I think non-silting kicks should be part of open water training. Anyone who's dived in a quarry has seen why it should be taught.
This is somewhat, but not totally off topic, but this brings up a different educational concept:
just in case instruction v.
just in time instruction.
Just in case instruction is when we teach something that students should know well and be able to perform it in the event that it happens. Much of scuba instruction is like that--OOA being the obvious example.
Just in time instruction is for special cases that may arise in the future and for which the student will have time to prepare. In that case, it is usually best to leave that for when the student anticipates such a need. Whether a specific skill falls into one category or the other may depend upon circumstances. Here are three examples:
- I have completed many dives over my career, but in fewer than 1% of them have I had the need to consider tides. I am pretty sure it was somewhere around dive #850 that I did my first dive that required planning for tides. Tides are barely mentioned in standard scuba instruction for that reason, but any student in the Seattle area will have to be aware of tides to complete the dive planning requirements for OW certification.

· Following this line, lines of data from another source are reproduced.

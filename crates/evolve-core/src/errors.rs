//! Error types for the evolve core library.

use crate::generation::transport::TransportError;

/// Top-level error enum for the evolve core library.
#[derive(Debug, thiserror::Error)]
pub enum EvolveError {
    /// Source text did not parse under the selected grammar. Carries the
    /// offending text.
    #[error("Parse error ({language}): {message}")]
    Parse {
        language: String,
        message: String,
        source_text: String,
    },

    /// No credential was available, or every credential's call failed.
    #[error("Generation unavailable: {0}")]
    GenerationUnavailable(String),

    /// The generation service replied with a suggestion list that could not
    /// be parsed.
    #[error("Malformed generation reply: {0}")]
    MalformedGenerationReply(String),

    #[error("Transport error: {0}")]
    Transport(#[from] TransportError),

    #[error("Binding for '{0}' has no suggestion engine")]
    MissingEngine(String),

    #[error("Invalid goal: {0}")]
    InvalidGoal(String),

    #[error("Invalid constraint: {0}")]
    InvalidConstraint(String),

    #[error("Unknown definition: {0}")]
    UnknownDefinition(String),

    #[error("Unsupported transform: {0}")]
    UnsupportedTransform(String),

    #[error("Config error: {0}")]
    Config(String),

    #[error("Figment error: {0}")]
    Figment(#[from] Box<figment::Error>),

    #[error("IO error: {0}")]
    Io(#[from] std::io::Error),

    #[error("JSON error: {0}")]
    Json(#[from] serde_json::Error),
}

impl EvolveError {
    pub fn parse(language: &str, message: impl Into<String>, source_text: &str) -> Self {
        Self::Parse {
            language: language.to_string(),
            message: message.into(),
            source_text: source_text.to_string(),
        }
    }

    /// True for the errors the wrapper recovers from by running the local
    /// heuristic analyzer.
    pub fn is_generation_failure(&self) -> bool {
        matches!(
            self,
            EvolveError::GenerationUnavailable(_)
                | EvolveError::MalformedGenerationReply(_)
                | EvolveError::Transport(_)
        )
    }
}

impl From<figment::Error> for EvolveError {
    fn from(err: figment::Error) -> Self {
        EvolveError::Figment(Box::new(err))
    }
}

pub type EvolveResult<T> = Result<T, EvolveError>;

#[cfg(test)]
mod tests {
    use super::*;

    #[test]
    fn test_parse_error_keeps_source() {
        let err = EvolveError::parse("python", "unexpected token", "def f(:\n");
        match &err {
            EvolveError::Parse { source_text, .. } => assert_eq!(source_text, "def f(:\n"),
            other => panic!("unexpected variant: {other:?}"),
        }
        assert!(err.to_string().contains("python"));
    }

    #[test]
    fn test_generation_failure_classification() {
        assert!(EvolveError::GenerationUnavailable("none".into()).is_generation_failure());
        assert!(!EvolveError::InvalidGoal("speed".into()).is_generation_failure());
    }
}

- In teaching my local diving, OW through tech, I must be certain that my students take altitude into consideration. Altitude is barely mentioned in the OW standard course, but it should be a part of the training for students learning at altitude.
- I would bet that the overwhelming majority of OW divers will never be on a dive in which silt is a real issue. On the other hand, some people will find themselves in silty environments from the start, evn in their OW certification dives, and those people should get at least some training regarding that. (It is true of the students in my area.)
The reason to make decisions like that relates to
interference theory. In all instruction, time spent learning things students do not need to know interferes with their ability to learn the more important parts of a course. If I had had to spend time learning how to read the tide charts and plan dives for the dive sites in Seattle as part of my OW training course taught in Mexico, it would have interfered greatly with my ability to learn the required course materials, and by the time I needed that information for my 850th dive, I would have forgotten it all anyway. It was better that I waited until I was in Seattle and worked with friends there to plan our dives.
A well planned curriculum categorizes the potential content and plans according to importance. Instruction focuses on that which is essential for the course, stresses that which is important, puts less emphasis on what is good to know, barely touches on what is nice to know, and eliminates that which is not needed. A poorly planned curriculum spends too much time on non-essential learning and overwhelms students with trivia.